■ Material provided:
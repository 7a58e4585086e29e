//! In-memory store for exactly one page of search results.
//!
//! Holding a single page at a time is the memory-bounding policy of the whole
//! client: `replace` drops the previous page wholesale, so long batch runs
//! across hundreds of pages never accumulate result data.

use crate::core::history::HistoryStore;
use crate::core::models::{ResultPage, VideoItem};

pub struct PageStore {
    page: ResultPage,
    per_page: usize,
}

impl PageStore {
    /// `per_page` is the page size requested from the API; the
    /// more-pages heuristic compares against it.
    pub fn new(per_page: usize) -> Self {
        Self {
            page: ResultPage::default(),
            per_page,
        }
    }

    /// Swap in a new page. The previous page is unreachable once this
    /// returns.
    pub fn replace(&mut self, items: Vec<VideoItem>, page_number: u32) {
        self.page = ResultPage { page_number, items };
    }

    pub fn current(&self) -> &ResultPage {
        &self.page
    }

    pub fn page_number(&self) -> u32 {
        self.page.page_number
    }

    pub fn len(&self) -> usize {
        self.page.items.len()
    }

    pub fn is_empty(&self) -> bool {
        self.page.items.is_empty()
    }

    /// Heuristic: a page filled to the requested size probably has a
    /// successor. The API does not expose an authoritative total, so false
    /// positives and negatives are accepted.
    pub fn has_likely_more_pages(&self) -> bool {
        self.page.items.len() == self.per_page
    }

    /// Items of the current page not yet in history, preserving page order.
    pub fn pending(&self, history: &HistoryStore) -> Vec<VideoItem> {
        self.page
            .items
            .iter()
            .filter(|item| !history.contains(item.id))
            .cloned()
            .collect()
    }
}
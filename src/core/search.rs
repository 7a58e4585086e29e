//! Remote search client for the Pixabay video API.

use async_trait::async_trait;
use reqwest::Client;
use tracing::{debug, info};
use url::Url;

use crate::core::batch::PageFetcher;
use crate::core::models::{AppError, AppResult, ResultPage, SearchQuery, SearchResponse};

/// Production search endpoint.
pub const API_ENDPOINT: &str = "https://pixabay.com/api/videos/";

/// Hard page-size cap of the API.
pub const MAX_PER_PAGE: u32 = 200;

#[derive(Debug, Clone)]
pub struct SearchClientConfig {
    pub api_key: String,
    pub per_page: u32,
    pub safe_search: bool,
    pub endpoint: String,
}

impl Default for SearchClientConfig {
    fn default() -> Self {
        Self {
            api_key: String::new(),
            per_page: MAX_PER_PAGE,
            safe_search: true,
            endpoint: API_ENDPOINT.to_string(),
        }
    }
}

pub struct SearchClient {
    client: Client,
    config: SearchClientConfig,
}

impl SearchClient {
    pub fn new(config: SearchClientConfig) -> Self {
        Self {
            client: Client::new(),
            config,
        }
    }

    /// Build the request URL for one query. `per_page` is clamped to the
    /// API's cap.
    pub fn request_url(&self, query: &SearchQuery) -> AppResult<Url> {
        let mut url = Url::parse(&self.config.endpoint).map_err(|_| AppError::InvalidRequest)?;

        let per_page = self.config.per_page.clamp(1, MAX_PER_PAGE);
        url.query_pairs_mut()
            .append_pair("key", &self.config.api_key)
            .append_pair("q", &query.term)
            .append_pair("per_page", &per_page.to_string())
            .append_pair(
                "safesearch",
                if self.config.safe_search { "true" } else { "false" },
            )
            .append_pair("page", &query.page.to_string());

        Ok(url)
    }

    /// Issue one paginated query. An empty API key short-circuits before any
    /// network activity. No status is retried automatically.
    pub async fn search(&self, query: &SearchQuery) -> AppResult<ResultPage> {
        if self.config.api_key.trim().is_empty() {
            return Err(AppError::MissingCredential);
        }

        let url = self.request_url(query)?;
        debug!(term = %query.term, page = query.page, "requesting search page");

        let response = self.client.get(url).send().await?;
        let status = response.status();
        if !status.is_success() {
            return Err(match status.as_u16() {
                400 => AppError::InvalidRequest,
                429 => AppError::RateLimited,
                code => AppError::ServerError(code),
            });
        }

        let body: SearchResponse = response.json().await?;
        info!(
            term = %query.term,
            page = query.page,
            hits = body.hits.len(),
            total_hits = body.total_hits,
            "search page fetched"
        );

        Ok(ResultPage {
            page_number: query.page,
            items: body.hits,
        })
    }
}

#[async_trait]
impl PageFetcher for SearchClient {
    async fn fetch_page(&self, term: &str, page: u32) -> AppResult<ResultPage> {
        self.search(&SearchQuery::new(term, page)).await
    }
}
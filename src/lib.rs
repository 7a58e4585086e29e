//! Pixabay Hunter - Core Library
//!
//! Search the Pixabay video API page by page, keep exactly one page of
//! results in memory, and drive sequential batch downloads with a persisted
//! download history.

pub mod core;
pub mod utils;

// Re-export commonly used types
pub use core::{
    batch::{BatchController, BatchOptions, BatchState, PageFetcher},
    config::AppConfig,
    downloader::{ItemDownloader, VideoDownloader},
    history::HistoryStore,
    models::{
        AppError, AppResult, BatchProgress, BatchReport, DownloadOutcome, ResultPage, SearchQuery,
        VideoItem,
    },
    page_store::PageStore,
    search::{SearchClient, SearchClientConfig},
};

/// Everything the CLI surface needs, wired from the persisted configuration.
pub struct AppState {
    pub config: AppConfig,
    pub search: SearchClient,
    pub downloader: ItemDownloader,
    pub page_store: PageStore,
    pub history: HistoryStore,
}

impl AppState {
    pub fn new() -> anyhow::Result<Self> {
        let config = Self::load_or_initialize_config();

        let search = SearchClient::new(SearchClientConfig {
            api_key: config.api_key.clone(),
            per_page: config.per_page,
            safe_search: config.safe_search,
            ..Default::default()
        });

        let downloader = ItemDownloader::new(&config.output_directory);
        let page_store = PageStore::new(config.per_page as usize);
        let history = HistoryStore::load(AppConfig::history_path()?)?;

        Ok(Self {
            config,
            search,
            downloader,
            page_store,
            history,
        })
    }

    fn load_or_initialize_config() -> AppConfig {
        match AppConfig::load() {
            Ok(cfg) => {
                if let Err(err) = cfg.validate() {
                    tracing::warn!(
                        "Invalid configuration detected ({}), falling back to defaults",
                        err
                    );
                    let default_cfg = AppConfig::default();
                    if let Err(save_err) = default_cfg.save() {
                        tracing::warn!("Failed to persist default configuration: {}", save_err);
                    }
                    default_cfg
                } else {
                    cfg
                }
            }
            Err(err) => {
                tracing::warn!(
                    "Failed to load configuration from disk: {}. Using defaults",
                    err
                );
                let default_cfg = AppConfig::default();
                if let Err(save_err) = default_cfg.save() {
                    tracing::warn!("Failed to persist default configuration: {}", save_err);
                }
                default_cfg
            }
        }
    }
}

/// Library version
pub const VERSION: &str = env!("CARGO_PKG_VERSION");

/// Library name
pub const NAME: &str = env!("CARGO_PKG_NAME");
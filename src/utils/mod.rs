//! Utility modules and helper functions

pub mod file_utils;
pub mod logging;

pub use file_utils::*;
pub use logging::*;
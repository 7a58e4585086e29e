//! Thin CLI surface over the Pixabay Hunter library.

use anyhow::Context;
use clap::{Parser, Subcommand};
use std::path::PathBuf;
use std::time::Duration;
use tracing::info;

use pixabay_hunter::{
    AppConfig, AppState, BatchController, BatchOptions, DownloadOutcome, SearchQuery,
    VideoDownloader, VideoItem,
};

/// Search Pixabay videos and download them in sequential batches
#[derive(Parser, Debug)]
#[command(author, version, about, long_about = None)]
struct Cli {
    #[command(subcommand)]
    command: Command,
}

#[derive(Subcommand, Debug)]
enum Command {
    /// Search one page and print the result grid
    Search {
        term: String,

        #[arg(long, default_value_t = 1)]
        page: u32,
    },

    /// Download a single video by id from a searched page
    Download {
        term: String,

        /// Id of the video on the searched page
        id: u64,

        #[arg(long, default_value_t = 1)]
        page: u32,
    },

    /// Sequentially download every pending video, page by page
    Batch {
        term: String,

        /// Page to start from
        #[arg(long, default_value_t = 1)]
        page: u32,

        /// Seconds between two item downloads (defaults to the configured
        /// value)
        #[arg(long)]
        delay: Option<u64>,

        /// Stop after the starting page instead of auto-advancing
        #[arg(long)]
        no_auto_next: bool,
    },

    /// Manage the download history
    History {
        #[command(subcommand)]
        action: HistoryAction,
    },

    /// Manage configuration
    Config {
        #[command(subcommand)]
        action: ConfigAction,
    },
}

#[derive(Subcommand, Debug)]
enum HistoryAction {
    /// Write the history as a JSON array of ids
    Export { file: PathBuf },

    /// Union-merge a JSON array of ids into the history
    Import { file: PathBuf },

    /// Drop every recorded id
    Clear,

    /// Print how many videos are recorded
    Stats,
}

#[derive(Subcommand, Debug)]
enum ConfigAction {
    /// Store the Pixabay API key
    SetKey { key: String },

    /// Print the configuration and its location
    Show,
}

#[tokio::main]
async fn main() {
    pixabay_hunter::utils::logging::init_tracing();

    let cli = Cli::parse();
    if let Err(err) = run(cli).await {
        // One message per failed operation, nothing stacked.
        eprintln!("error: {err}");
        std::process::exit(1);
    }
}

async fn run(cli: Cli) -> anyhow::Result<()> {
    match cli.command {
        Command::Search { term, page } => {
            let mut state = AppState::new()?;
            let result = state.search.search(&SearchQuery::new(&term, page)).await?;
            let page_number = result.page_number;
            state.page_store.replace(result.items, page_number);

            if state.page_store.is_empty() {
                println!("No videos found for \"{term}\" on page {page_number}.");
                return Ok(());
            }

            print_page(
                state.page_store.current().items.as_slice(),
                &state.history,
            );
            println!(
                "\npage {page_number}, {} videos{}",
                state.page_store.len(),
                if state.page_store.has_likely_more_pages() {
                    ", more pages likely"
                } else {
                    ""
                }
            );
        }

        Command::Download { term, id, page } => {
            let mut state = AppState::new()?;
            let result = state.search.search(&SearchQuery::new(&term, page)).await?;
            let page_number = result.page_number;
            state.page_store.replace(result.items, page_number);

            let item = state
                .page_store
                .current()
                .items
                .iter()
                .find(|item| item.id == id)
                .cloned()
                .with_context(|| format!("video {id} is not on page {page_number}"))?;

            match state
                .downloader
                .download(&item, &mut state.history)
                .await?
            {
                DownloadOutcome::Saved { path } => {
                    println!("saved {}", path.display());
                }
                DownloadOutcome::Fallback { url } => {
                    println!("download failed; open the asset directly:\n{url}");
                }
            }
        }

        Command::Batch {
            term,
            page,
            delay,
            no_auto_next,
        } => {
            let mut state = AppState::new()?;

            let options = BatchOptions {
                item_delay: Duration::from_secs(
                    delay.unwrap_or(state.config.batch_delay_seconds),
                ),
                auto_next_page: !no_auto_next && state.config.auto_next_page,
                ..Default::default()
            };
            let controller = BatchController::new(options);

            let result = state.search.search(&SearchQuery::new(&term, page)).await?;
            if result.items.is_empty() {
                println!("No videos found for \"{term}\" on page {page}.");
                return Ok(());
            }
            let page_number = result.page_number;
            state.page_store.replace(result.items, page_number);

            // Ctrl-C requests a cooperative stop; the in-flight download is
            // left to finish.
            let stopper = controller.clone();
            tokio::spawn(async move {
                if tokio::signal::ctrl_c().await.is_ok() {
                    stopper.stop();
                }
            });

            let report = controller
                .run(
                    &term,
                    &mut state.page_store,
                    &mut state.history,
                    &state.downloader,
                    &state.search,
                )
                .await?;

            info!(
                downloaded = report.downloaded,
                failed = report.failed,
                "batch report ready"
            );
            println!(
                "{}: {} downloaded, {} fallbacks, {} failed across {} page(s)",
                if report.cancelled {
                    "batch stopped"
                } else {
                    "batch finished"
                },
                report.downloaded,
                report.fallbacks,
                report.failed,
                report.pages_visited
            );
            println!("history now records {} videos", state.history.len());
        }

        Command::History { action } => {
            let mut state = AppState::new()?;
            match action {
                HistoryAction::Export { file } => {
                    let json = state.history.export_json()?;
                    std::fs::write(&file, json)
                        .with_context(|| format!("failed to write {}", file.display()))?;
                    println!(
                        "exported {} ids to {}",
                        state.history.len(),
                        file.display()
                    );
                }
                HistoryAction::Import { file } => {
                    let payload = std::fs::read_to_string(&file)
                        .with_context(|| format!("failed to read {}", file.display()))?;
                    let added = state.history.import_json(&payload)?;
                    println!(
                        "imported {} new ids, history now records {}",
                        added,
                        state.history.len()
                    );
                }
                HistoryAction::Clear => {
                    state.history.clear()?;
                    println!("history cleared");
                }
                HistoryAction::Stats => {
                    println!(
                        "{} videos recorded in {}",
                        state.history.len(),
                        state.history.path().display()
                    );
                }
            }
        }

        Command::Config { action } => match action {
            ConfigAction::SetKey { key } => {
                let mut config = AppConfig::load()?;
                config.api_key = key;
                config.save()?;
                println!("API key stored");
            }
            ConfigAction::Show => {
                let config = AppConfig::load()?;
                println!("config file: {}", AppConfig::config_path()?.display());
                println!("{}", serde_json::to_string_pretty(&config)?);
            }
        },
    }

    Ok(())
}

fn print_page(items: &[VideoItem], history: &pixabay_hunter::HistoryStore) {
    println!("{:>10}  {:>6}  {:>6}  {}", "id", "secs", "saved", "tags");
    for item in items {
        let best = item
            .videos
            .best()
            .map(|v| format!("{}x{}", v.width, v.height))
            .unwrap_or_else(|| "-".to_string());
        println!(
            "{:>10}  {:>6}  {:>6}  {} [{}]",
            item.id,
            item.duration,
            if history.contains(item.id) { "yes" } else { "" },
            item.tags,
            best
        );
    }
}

■ Your task: In the data above, find the line with "pub fn page_number(&self)" and the line with "probably has a". Retype both, plus every line between them, exactly.

■ Task answer:
    pub fn page_number(&self) -> u32 {
        self.page.page_number
    }

    pub fn len(&self) -> usize {
        self.page.items.len()
    }

    pub fn is_empty(&self) -> bool {
        self.page.items.is_empty()
    }

    /// Heuristic: a page filled to the requested size probably has a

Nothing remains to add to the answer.